Shane Reiner-Roth is a writer and co-founder of Tall Work (Instrumental Plausibility). Through publications, exhibitions and speculative projects, his work examines the means by which certain objects appeal to an economy of expression by communicating higher values than their own on the cheap. He is currently a research fellow at the MIT department of architecture.

History of the World Trade Center, Part II

History of the World Trade Center, Part II

Featured in Clog Journal (The World Trade Center Issue)
Fall 2014
Pages 80-81
With Kyle Branchesi

Fired, robbed, bombed, and tightroped, the towers of the World Trade Center shared enough tribulation and whimsy in their existence to last two lifetimes. As two very sore thumbs in the southernmost tip of the most famous city in the world, they were a common spectacle on display and in use. Their well executed mix of iconicity and abstraction lent them to familiarity, and the shared height and voided plaza between them allowed their qualities to be observed without rival.

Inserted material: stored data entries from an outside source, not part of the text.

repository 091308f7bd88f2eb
//! resume-fit: score a resume against a job description

use clap::Parser;
use indicatif::{ProgressBar, ProgressStyle};
use log::{debug, error, info, warn};
use resume_fit::cli::{self, Cli, Commands, ConfigAction, ModelAction};
use resume_fit::config::Config;
use resume_fit::error::{FitError, Result};
use resume_fit::input::InputManager;
use resume_fit::llm::client::{OpenAiClient, TextGenerator};
use resume_fit::output::formatter::{export_rubric_report, resolve_save_path, save_report_to_file, ReportGenerator};
use resume_fit::output::report::FitReport;
use resume_fit::processing::document::DocumentOrigin;
use resume_fit::processing::embedding_manager::EmbeddingModelManager;
use resume_fit::processing::pipeline::FitPipeline;
use std::path::{Path, PathBuf};
use std::process;
use std::sync::Arc;
use std::time::Duration;

#[tokio::main]
async fn main() {
    // Credentials may live in a local .env file
    dotenvy::dotenv().ok();

    let cli = Cli::parse();

    let log_level = if cli.verbose { "debug" } else { "info" };
    env_logger::Builder::from_env(env_logger::Env::default().default_filter_or(log_level)).init();

    let config_path = cli.config.clone().unwrap_or_else(Config::default_path);
    let config = match Config::load_from(&config_path) {
        Ok(config) => config,
        Err(e) => {
            error!("Failed to load configuration: {}", e);
            process::exit(1);
        }
    };

    if let Err(e) = run_command(cli.command, config, &config_path).await {
        error!("Command failed: {}", e);
        process::exit(1);
    }
}

async fn run_command(command: Commands, config: Config, config_path: &Path) -> Result<()> {
    match command {
        Commands::Analyze {
            resume,
            job,
            output,
            save,
            export_report,
            model,
            embedding,
            timeout,
            detailed,
        } => {
            let options = AnalyzeOptions {
                resume,
                job,
                output,
                save,
                export_report,
                model,
                embedding,
                timeout,
                detailed,
            };
            run_analysis(options, config).await
        }
        Commands::Models { action } => run_models(action, &config).await,
        Commands::Config { action } => run_config(action, &config, config_path),
    }
}

struct AnalyzeOptions {
    resume: PathBuf,
    job: PathBuf,
    output: Option<String>,
    save: Option<PathBuf>,
    export_report: Option<PathBuf>,
    model: Option<String>,
    embedding: Option<String>,
    timeout: Option<u64>,
    detailed: bool,
}

async fn run_analysis(options: AnalyzeOptions, mut config: Config) -> Result<()> {
    let allowed = ["pdf", "txt", "text", "md", "markdown"];
    cli::validate_file_extension(&options.resume, &allowed)
        .map_err(|e| FitError::InvalidInput(format!("Resume file: {}", e)))?;
    cli::validate_file_extension(&options.job, &allowed)
        .map_err(|e| FitError::InvalidInput(format!("Job description file: {}", e)))?;

    let output_format = match options.output.as_deref() {
        Some(format) => cli::parse_output_format(format).map_err(FitError::InvalidInput)?,
        None => config.output.format,
    };

    if let Some(model) = options.model {
        config.generation.model = model;
    }
    if let Some(embedding) = options.embedding {
        config.models.embedding_model = embedding;
    }
    if let Some(seconds) = options.timeout {
        config.generation.request_timeout_secs = seconds;
    }
    let detailed = options.detailed || config.output.detailed;

    let input_manager = InputManager::new();
    let resume = input_manager.load_document(&options.resume, DocumentOrigin::Resume).await?;
    let requirement = input_manager.load_document(&options.job, DocumentOrigin::Requirement).await?;
    info!(
        "Loaded resume ({} chars) and job description ({} chars)",
        resume.len(),
        requirement.len()
    );
    debug!("Resume: {}", resume.preview(120));
    debug!("Job description: {}", requirement.preview(120));

    let generator: Arc<dyn TextGenerator> =
        Arc::new(OpenAiClient::new(&config.generation.api_base, config.request_timeout())?);
    let pipeline = FitPipeline::from_config(&config, generator).await?;

    let spinner = ProgressBar::new_spinner();
    spinner.set_style(ProgressStyle::default_spinner());
    spinner.set_message("Analyzing resume...");
    spinner.enable_steady_tick(Duration::from_millis(120));

    let evaluation = pipeline.run(&resume, &requirement).await;
    spinner.finish_and_clear();
    let evaluation = evaluation?;

    let all_failed = evaluation.all_failed();
    let report = FitReport::new(
        evaluation,
        &resume,
        &requirement,
        pipeline.embedding_model(),
        pipeline.generation_model(),
    );

    let generator = ReportGenerator::new(config.output.color_output, detailed);
    let rendered = generator.generate_report(&report, &output_format)?;
    println!("{}", rendered);

    if let Some(save_path) = options.save {
        let save_path = resolve_save_path(&save_path, &output_format, &options.resume.to_string_lossy());
        // Files never carry terminal color codes
        let plain = ReportGenerator::new(false, detailed).generate_report(&report, &output_format)?;
        save_report_to_file(&plain, &save_path)?;
        info!("Report saved to {}", save_path.display());
    }

    if let Some(target) = options.export_report {
        match export_rubric_report(&report, &target) {
            Ok(path) => info!("Rubric report exported to {}", path.display()),
            Err(e) => warn!("Could not export rubric report: {}", e),
        }
    }

    if all_failed {
        return Err(FitError::AnalysisFailed(
            "Both the similarity and the rubric evaluation failed".to_string(),
        ));
    }

    Ok(())
}

async fn run_models(action: ModelAction, config: &Config) -> Result<()> {
    let mut manager = EmbeddingModelManager::new(config.models_dir().to_path_buf()).await?;

    match action {
        ModelAction::List => {
            println!("🧠 Embedding Models\n");
            for (id, model) in manager.list_available_models() {
                let status = if manager.is_model_downloaded(id) { "✅ Downloaded" } else { "⬇️  Available" };
                let default_marker = if id == config.models.embedding_model { " (default)" } else { "" };

                println!(
                    "  • {}{} - {} ({}, {} dims, {} MB) [{}]",
                    id, default_marker, model.name, model.repo_id, model.dimensions, model.size_mb, status
                );
                println!("    {}", model.description);
            }
            println!("\n💡 Download with: resume-fit models download <id>");
        }

        ModelAction::Download { model, force } => {
            println!("⬇️  Downloading model: {}", model);
            let model_path = manager.download_model(&model, force).await?;
            println!("✅ Model '{}' ready", model);
            println!("📁 Location: {}", model_path.display());
        }
    }

    Ok(())
}

fn run_config(action: Option<ConfigAction>, config: &Config, config_path: &Path) -> Result<()> {
    match action {
        Some(ConfigAction::Show) | None => {
            println!("⚙️  Current Configuration\n");
            println!("Models Directory: {}", config.models_dir().display());
            println!("Embedding Model: {}", config.models.embedding_model);
            println!("\nGeneration:");
            println!("  API Base: {}", config.generation.api_base);
            println!("  Model: {}", config.generation.model);
            println!("  API Key Variable: {}", config.generation.api_key_env);
            println!(
                "  API Key: {}",
                if config.resolve_api_key().is_ok() { "configured" } else { "missing" }
            );
            println!("  Request Timeout: {}s", config.generation.request_timeout_secs);
            println!("  Max Attempts: {}", config.generation.max_attempts);
            println!("\nScoring:");
            println!("  Out-of-range Scores: {:?}", config.scoring.out_of_range);
            println!("\nOutput:");
            println!("  Format: {:?}", config.output.format);
            println!("  Detailed: {}", config.output.detailed);
            println!("  Colors: {}", config.output.color_output);
        }

        Some(ConfigAction::Reset) => {
            Config::default().save_to(config_path)?;
            println!("✅ Configuration reset: {}", config_path.display());
        }

        Some(ConfigAction::Path) => {
            println!("{}", config_path.display());
        }
    }

    Ok(())
}
//! Generative-model rubric evaluation

pub mod client;
pub mod prompts;
pub mod evaluator;
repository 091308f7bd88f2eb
//! Configuration management for the fit scorer

use crate::error::{FitError, Result};
use crate::llm::client::ApiKey;
use crate::processing::score_parser::OutOfRangePolicy;
use serde::{Deserialize, Serialize};
use std::path::{Path, PathBuf};
use std::time::Duration;

#[derive(Debug, Clone, Serialize, Deserialize)]
pub struct Config {
    pub models: ModelConfig,
    pub generation: GenerationConfig,
    pub scoring: ScoringConfig,
    pub output: OutputConfig,
}

#[derive(Debug, Clone, Serialize, Deserialize)]
pub struct ModelConfig {
    pub models_dir: PathBuf,
    /// Catalogue id, local directory, or Hugging Face repo id
    pub embedding_model: String,
}

#[derive(Debug, Clone, Serialize, Deserialize)]
pub struct GenerationConfig {
    pub api_base: String,
    pub model: String,
    /// Inline credential; takes precedence over `api_key_env`
    #[serde(default, skip_serializing_if = "Option::is_none")]
    pub api_key: Option<String>,
    pub api_key_env: String,
    pub request_timeout_secs: u64,
    /// Total attempts for the rubric call, 1 disables retries
    pub max_attempts: u32,
    pub initial_backoff_ms: u64,
}

#[derive(Debug, Clone, Serialize, Deserialize)]
pub struct ScoringConfig {
    pub out_of_range: OutOfRangePolicy,
}

#[derive(Debug, Clone, Serialize, Deserialize)]
pub struct OutputConfig {
    pub format: OutputFormat,
    pub detailed: bool,
    pub color_output: bool,
}

#[derive(Debug, Clone, Copy, PartialEq, Eq, Serialize, Deserialize)]
pub enum OutputFormat {
    Console,
    Json,
    Markdown,
    Html,
}

impl Default for Config {
    fn default() -> Self {
        let models_dir = dirs::home_dir()
            .unwrap_or_else(|| PathBuf::from("."))
            .join(".resume-fit")
            .join("models");

        Self {
            models: ModelConfig {
                models_dir,
                embedding_model: "potion-base-8M".to_string(),
            },
            generation: GenerationConfig {
                api_base: "https://api.openai.com/v1".to_string(),
                model: "gpt-4o-mini".to_string(),
                api_key: None,
                api_key_env: "OPENAI_API_KEY".to_string(),
                request_timeout_secs: 120,
                max_attempts: 1,
                initial_backoff_ms: 1000,
            },
            scoring: ScoringConfig {
                out_of_range: OutOfRangePolicy::Clamp,
            },
            output: OutputConfig {
                format: OutputFormat::Console,
                detailed: false,
                color_output: true,
            },
        }
    }
}

impl Config {
    /// Load from the default location, writing defaults on first run
    pub fn load() -> Result<Self> {
        Self::load_from(&Self::default_path())
    }

    pub fn load_from(config_path: &Path) -> Result<Self> {
        if config_path.exists() {
            let content = std::fs::read_to_string(config_path)?;
            let config: Config = toml::from_str(&content)
                .map_err(|e| FitError::Configuration(format!("Failed to parse config: {}", e)))?;
            Ok(config)
        } else {
            let config = Self::default();
            config.save_to(config_path)?;
            Ok(config)
        }
    }

    pub fn save_to(&self, config_path: &Path) -> Result<()> {
        if let Some(parent) = config_path.parent() {
            std::fs::create_dir_all(parent)?;
        }

        let content = toml::to_string_pretty(self)
            .map_err(|e| FitError::Configuration(format!("Failed to serialize config: {}", e)))?;

        std::fs::write(config_path, content)?;
        Ok(())
    }

    pub fn default_path() -> PathBuf {
        dirs::config_dir()
            .unwrap_or_else(|| dirs::home_dir().unwrap_or_else(|| PathBuf::from(".")))
            .join("resume-fit")
            .join("config.toml")
    }

    pub fn models_dir(&self) -> &Path {
        &self.models.models_dir
    }

    pub fn request_timeout(&self) -> Duration {
        Duration::from_secs(self.generation.request_timeout_secs)
    }

    /// Resolve the generative service credential.
    ///
    /// The inline `api_key` wins over the environment variable named by
    /// `api_key_env`. Blank values are treated as absent.
    pub fn resolve_api_key(&self) -> Result<ApiKey> {
        let inline = self
            .generation
            .api_key
            .as_deref()
            .map(str::trim)
            .filter(|key| !key.is_empty())
            .map(str::to_string);

        let key = match inline {
            Some(key) => Some(key),
            None => std::env::var(&self.generation.api_key_env)
                .ok()
                .map(|key| key.trim().to_string())
                .filter(|key| !key.is_empty()),
        };

        key.map(ApiKey::new).ok_or_else(|| {
            FitError::Configuration(format!(
                "{} not found. Set it in the environment, a .env file, or generation.api_key",
                self.generation.api_key_env
            ))
        })
    }
}
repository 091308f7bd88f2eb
//! Rubric prompt for the generative evaluator

use crate::processing::document::Document;
use log::debug;

const RESUME_SLOT: &str = "{resume}";
const JOB_SLOT: &str = "{job}";

/// The fixed scoring rubric, with slots for the two documents
#[derive(Debug, Clone)]
pub struct RubricPrompt {
    template: &'static str,
}

impl Default for RubricPrompt {
    fn default() -> Self {
        Self {
            template: RUBRIC_TEMPLATE,
        }
    }
}

impl RubricPrompt {
    /// Fill the template with both documents exactly as extracted.
    ///
    /// The slots are filled in a single pass, so placeholder-like text inside
    /// a document is never substituted again.
    pub fn render(&self, resume: &Document, requirement: &Document) -> String {
        let (head, rest) = self.template.split_once(RESUME_SLOT).unwrap_or((self.template, ""));
        let (middle, tail) = rest.split_once(JOB_SLOT).unwrap_or((rest, ""));

        let mut prompt = String::with_capacity(
            self.template.len() + resume.len() + requirement.len(),
        );
        prompt.push_str(head);
        prompt.push_str(resume.content());
        prompt.push_str(middle);
        prompt.push_str(requirement.content());
        prompt.push_str(tail);

        debug!(
            "Rendered rubric prompt: {} chars (resume {}, job {})",
            prompt.len(),
            resume.len(),
            requirement.len()
        );
        prompt
    }
}

const RUBRIC_TEMPLATE: &str = r#"You are an AI Resume Analyzer.
Compare the following resume and job description.

Resume: {resume}
---
Job Description: {job}

Provide:
- A scored evaluation for every key requirement you can extract from the job description. Score each requirement from 0 to 5 and write the score exactly as "<score>/5" (for example "3/5" or "4.5/5").
- For each requirement, a status symbol: ✅ aligned, ❌ not aligned, ⚠️ unclear or partially evidenced, followed by a detailed reason that references the resume.
- Suggestions for improvement at the end, under a heading "Suggestions for Improvement".

Do not use the "/5" notation anywhere except for requirement scores."#;
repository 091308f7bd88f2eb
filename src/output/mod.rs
pub mod formatter;
pub mod report;
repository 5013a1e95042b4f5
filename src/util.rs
//! Numeric helpers shared by the sensor collaborators.

/// Above this magnitude every `f64` is already a whole number.
const EXACT_INTEGER: f64 = 4_503_599_627_370_496.0; // 2^52

/// Round to two decimal places, halves away from zero.
///
/// A scaled value within a few ULPs of a half counts as a half, so inputs
/// written with three decimals round the way they read: `round2(1.005)` is
/// `1.01` even though `1.005` is stored as `1.00499999...`. Values too large
/// to carry a fraction, NaN and infinities are returned unchanged.
pub fn round2(value: f64) -> f64 {
    let scaled = value * 100.0;
    if !scaled.is_finite() || libm::fabs(scaled) >= EXACT_INTEGER {
        return value;
    }
    let whole = libm::fabs(libm::trunc(scaled));
    let frac = libm::fabs(scaled) - whole;
    let tolerance = 4.0 * f64::EPSILON * libm::fabs(scaled).max(1.0);
    let tie = libm::fabs(frac - 0.5) <= tolerance;
    let magnitude = if tie || frac > 0.5 { whole + 1.0 } else { whole };
    libm::copysign(magnitude, value) / 100.0
}
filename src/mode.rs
/// Firmware operating modes and the configuration tags that select
/// runtime behaviour.
///
/// A firmware mode names the sensor combination a board is expected to run
/// with. The label format is `<I|O>-<revision><sensor letters>`, e.g. `O-1PST`
/// is outdoor revision 1 with PMS5003T, S8 and SGP41 (T for TVOC).
use core::str::FromStr;

use serde::{Deserialize, Serialize};

use crate::drivers::{Error, PeripheralKind};

/// Closed set of firmware modes.
#[derive(Debug, Clone, Copy, PartialEq, Eq, Hash, Serialize)]
pub enum FirmwareMode {
    /// ONE indoor: PMS5003, S8, SHT, SGP41, LED bar
    #[serde(rename = "I-9PSL")]
    I9Psl,
    /// Open Air: PMS5003T, S8, SGP41
    #[serde(rename = "O-1PST")]
    O1Pst,
    /// Open Air: two PMS5003T, SGP41
    #[serde(rename = "O-1PPT")]
    O1Ppt,
    /// Open Air: two PMS5003T
    #[serde(rename = "O-1PP")]
    O1Pp,
    /// Open Air: PMS5003T, S8
    #[serde(rename = "O-1PS")]
    O1Ps,
    /// Default for the DIY Pro 4.2. This label and the two below are local
    /// to this crate; the upstream firmware has no DIY modes.
    #[serde(rename = "I-42PS")]
    I42Ps,
    /// Default for the DIY Pro 3.3
    #[serde(rename = "I-33PS")]
    I33Ps,
    /// Default for the DIY Basic
    #[serde(rename = "I-40PS")]
    I40Ps,
}

impl FirmwareMode {
    pub const ALL: [FirmwareMode; 8] = [
        FirmwareMode::I9Psl,
        FirmwareMode::O1Pst,
        FirmwareMode::O1Ppt,
        FirmwareMode::O1Pp,
        FirmwareMode::O1Ps,
        FirmwareMode::I42Ps,
        FirmwareMode::I33Ps,
        FirmwareMode::I40Ps,
    ];

    /// Fixed display label for the mode.
    pub const fn name(self) -> &'static str {
        match self {
            FirmwareMode::I9Psl => "I-9PSL",
            FirmwareMode::O1Pst => "O-1PST",
            FirmwareMode::O1Ppt => "O-1PPT",
            FirmwareMode::O1Pp => "O-1PP",
            FirmwareMode::O1Ps => "O-1PS",
            FirmwareMode::I42Ps => "I-42PS",
            FirmwareMode::I33Ps => "I-33PS",
            FirmwareMode::I40Ps => "I-40PS",
        }
    }

    pub const fn is_outdoor(self) -> bool {
        matches!(
            self,
            FirmwareMode::O1Pst | FirmwareMode::O1Ppt | FirmwareMode::O1Pp | FirmwareMode::O1Ps
        )
    }

    /// Peripherals a board running this mode is expected to operate.
    pub const fn peripherals(self) -> &'static [PeripheralKind] {
        use PeripheralKind::*;
        match self {
            FirmwareMode::I9Psl => &[
                Pms5003, S8, Sht, Sgp41, Display, Button, LedBar, Watchdog,
            ],
            FirmwareMode::O1Pst => &[Pms5003t1, S8, Sgp41, Button, StatusLed, Watchdog],
            FirmwareMode::O1Ppt => &[Pms5003t1, Pms5003t2, Sgp41, Button, StatusLed, Watchdog],
            FirmwareMode::O1Pp => &[Pms5003t1, Pms5003t2, Button, StatusLed, Watchdog],
            FirmwareMode::O1Ps => &[Pms5003t1, S8, Button, StatusLed, Watchdog],
            FirmwareMode::I42Ps | FirmwareMode::I33Ps | FirmwareMode::I40Ps => {
                &[Pms5003, S8, Sht, Display, Button]
            }
        }
    }
}

impl core::fmt::Display for FirmwareMode {
    fn fmt(&self, f: &mut core::fmt::Formatter<'_>) -> core::fmt::Result {
        f.write_str(self.name())
    }
}

/// What the ONE's RGB LED bar visualises.
#[derive(Debug, Clone, Copy, PartialEq, Eq, Default, Serialize, Deserialize)]
#[serde(rename_all = "lowercase")]
pub enum LedBarMode {
    /// LED bar unused
    Off,
    /// PM2.5 level
    #[default]
    Pm,
    /// CO2 level
    Co2,
}

impl LedBarMode {
    pub const fn as_str(self) -> &'static str {
        match self {
            LedBarMode::Off => "off",
            LedBarMode::Pm => "pm",
            LedBarMode::Co2 => "co2",
        }
    }
}

impl FromStr for LedBarMode {
    type Err = Error;

    fn from_str(s: &str) -> Result<Self, Self::Err> {
        match s {
            "off" => Ok(LedBarMode::Off),
            "pm" => Ok(LedBarMode::Pm),
            "co2" => Ok(LedBarMode::Co2),
            _ => Err(Error::UnknownTag),
        }
    }
}

/// Where device configuration may be changed from.
#[derive(Debug, Clone, Copy, PartialEq, Eq, Default, Serialize, Deserialize)]
#[serde(rename_all = "lowercase")]
pub enum ConfigurationControl {
    /// Local HTTP server on the device
    Local,
    /// AirGradient dashboard
    Cloud,
    #[default]
    Both,
}

impl ConfigurationControl {
    pub const fn as_str(self) -> &'static str {
        match self {
            ConfigurationControl::Local => "local",
            ConfigurationControl::Cloud => "cloud",
            ConfigurationControl::Both => "both",
        }
    }

    pub const fn allows_local(self) -> bool {
        matches!(self, ConfigurationControl::Local | ConfigurationControl::Both)
    }

    pub const fn allows_cloud(self) -> bool {
        matches!(self, ConfigurationControl::Cloud | ConfigurationControl::Both)
    }
}

impl FromStr for ConfigurationControl {
    type Err = Error;

    fn from_str(s: &str) -> Result<Self, Self::Err> {
        match s {
            "local" => Ok(ConfigurationControl::Local),
            "cloud" => Ok(ConfigurationControl::Cloud),
            "both" => Ok(ConfigurationControl::Both),
            _ => Err(Error::UnknownTag),
        }
    }
}

#[cfg(test)]
mod tests {
    use super::*;

    // ── FirmwareMode ────────────────────────────────────────────────

    #[test]
    fn every_mode_has_a_label() {
        for mode in FirmwareMode::ALL {
            assert!(!mode.name().is_empty(), "{mode:?} has no label");
        }
    }

    #[test]
    fn labels_are_unique() {
        for a in FirmwareMode::ALL {
            for b in FirmwareMode::ALL {
                if a != b {
                    assert_ne!(a.name(), b.name());
                }
            }
        }
    }

    #[test]
    fn label_prefix_matches_placement() {
        for mode in FirmwareMode::ALL {
            let prefix = if mode.is_outdoor() { "O-" } else { "I-" };
            assert!(mode.name().starts_with(prefix), "{}", mode.name());
        }
    }

    #[test]
    fn known_labels() {
        assert_eq!(FirmwareMode::I9Psl.name(), "I-9PSL");
        assert_eq!(FirmwareMode::O1Pst.name(), "O-1PST");
        assert_eq!(FirmwareMode::O1Ppt.name(), "O-1PPT");
        assert_eq!(FirmwareMode::O1Pp.name(), "O-1PP");
        assert_eq!(FirmwareMode::O1Ps.name(), "O-1PS");
    }

    #[test]
    fn mode_serializes_as_label() {
        for mode in FirmwareMode::ALL {
            let mut buf = [0u8; 16];
            let len = serde_json_core::to_slice(&mode, &mut buf).unwrap();
            assert_eq!(&buf[1..len - 1], mode.name().as_bytes());
        }
    }

    #[test]
    fn display_uses_label() {
        let mut s = heapless::String::<8>::new();
        core::fmt::Write::write_fmt(&mut s, format_args!("{}", FirmwareMode::O1Pp)).unwrap();
        assert_eq!(s.as_str(), "O-1PP");
    }

    #[test]
    fn every_mode_expects_some_peripherals() {
        for mode in FirmwareMode::ALL {
            assert!(!mode.peripherals().is_empty());
        }
    }

    #[test]
    fn outdoor_modes_never_expect_a_display() {
        for mode in FirmwareMode::ALL.into_iter().filter(|m| m.is_outdoor()) {
            assert!(!mode.peripherals().contains(&PeripheralKind::Display));
            assert!(!mode.peripherals().contains(&PeripheralKind::Pms5003));
        }
    }

    #[test]
    fn dual_pms_modes_use_both_connectors() {
        for mode in [FirmwareMode::O1Ppt, FirmwareMode::O1Pp] {
            assert!(mode.peripherals().contains(&PeripheralKind::Pms5003t1));
            assert!(mode.peripherals().contains(&PeripheralKind::Pms5003t2));
        }
    }

    // ── Configuration tags ──────────────────────────────────────────

    #[test]
    fn led_bar_mode_parses_its_labels() {
        for mode in [LedBarMode::Off, LedBarMode::Pm, LedBarMode::Co2] {
            assert_eq!(mode.as_str().parse::<LedBarMode>(), Ok(mode));
        }
        assert_eq!("CO2".parse::<LedBarMode>(), Err(Error::UnknownTag));
    }

    #[test]
    fn configuration_control_parses_its_labels() {
        for ctl in [
            ConfigurationControl::Local,
            ConfigurationControl::Cloud,
            ConfigurationControl::Both,
        ] {
            assert_eq!(ctl.as_str().parse::<ConfigurationControl>(), Ok(ctl));
        }
        assert_eq!("".parse::<ConfigurationControl>(), Err(Error::UnknownTag));
    }

    #[test]
    fn configuration_control_permissions() {
        assert!(ConfigurationControl::Local.allows_local());
        assert!(!ConfigurationControl::Local.allows_cloud());
        assert!(ConfigurationControl::Cloud.allows_cloud());
        assert!(!ConfigurationControl::Cloud.allows_local());
        assert!(ConfigurationControl::Both.allows_local());
        assert!(ConfigurationControl::Both.allows_cloud());
    }

    #[test]
    fn tags_deserialize_from_json() {
        let (mode, _): (LedBarMode, _) = serde_json_core::from_str(r#""co2""#).unwrap();
        assert_eq!(mode, LedBarMode::Co2);
        let (ctl, _): (ConfigurationControl, _) =
            serde_json_core::from_str(r#""cloud""#).unwrap();
        assert_eq!(ctl, ConfigurationControl::Cloud);
        assert!(serde_json_core::from_str::<LedBarMode>(r#""rainbow""#).is_err());
    }

    #[test]
    fn tags_serialize_lowercase() {
        let mut buf = [0u8; 16];
        let len = serde_json_core::to_slice(&ConfigurationControl::Local, &mut buf).unwrap();
        assert_eq!(&buf[..len], br#""local""#);
    }
}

Like the obligatory period at the end of a sentence, the towers were crammed in the margins of nearly every poster for movies set in New York City. As the most well known emblems of late Modernity, the World Trade Center towers were habitually taken out of their routine and fictionalized alongside their twenty­eight year lifespan.  In movies and television, the few qualities that made the towers distinct were tested and closely examined in an alternate, parallel world.

The towers had their first upset in 1976 when King Kong passed up the Empire State Building to climb the two skyscrapers (they appear close enough to be appropriated as a single massive ladder). After throwing satellite bits of Tower Two at shooting helicopters, causing one of them to crash just beneath him, he fell to the plaza in between with a big crack and thud.(ref 1)

In that same plaza twenty ­one years later, Homer Simpson was attending to his booted car when a man in Tower One began to shout obscenities at him. A man in Tower Two apologized on his behalf and claimed that “they stick all the jerks in Tower One.” A man in a tank top several stories up can be seen drying his clothes between the two towers in a scene one might imagine in rural Italy.(ref 2) This sequence bestows the towers with a certain kind of character not often associated with Yamasaki’s unique brand of Modernism.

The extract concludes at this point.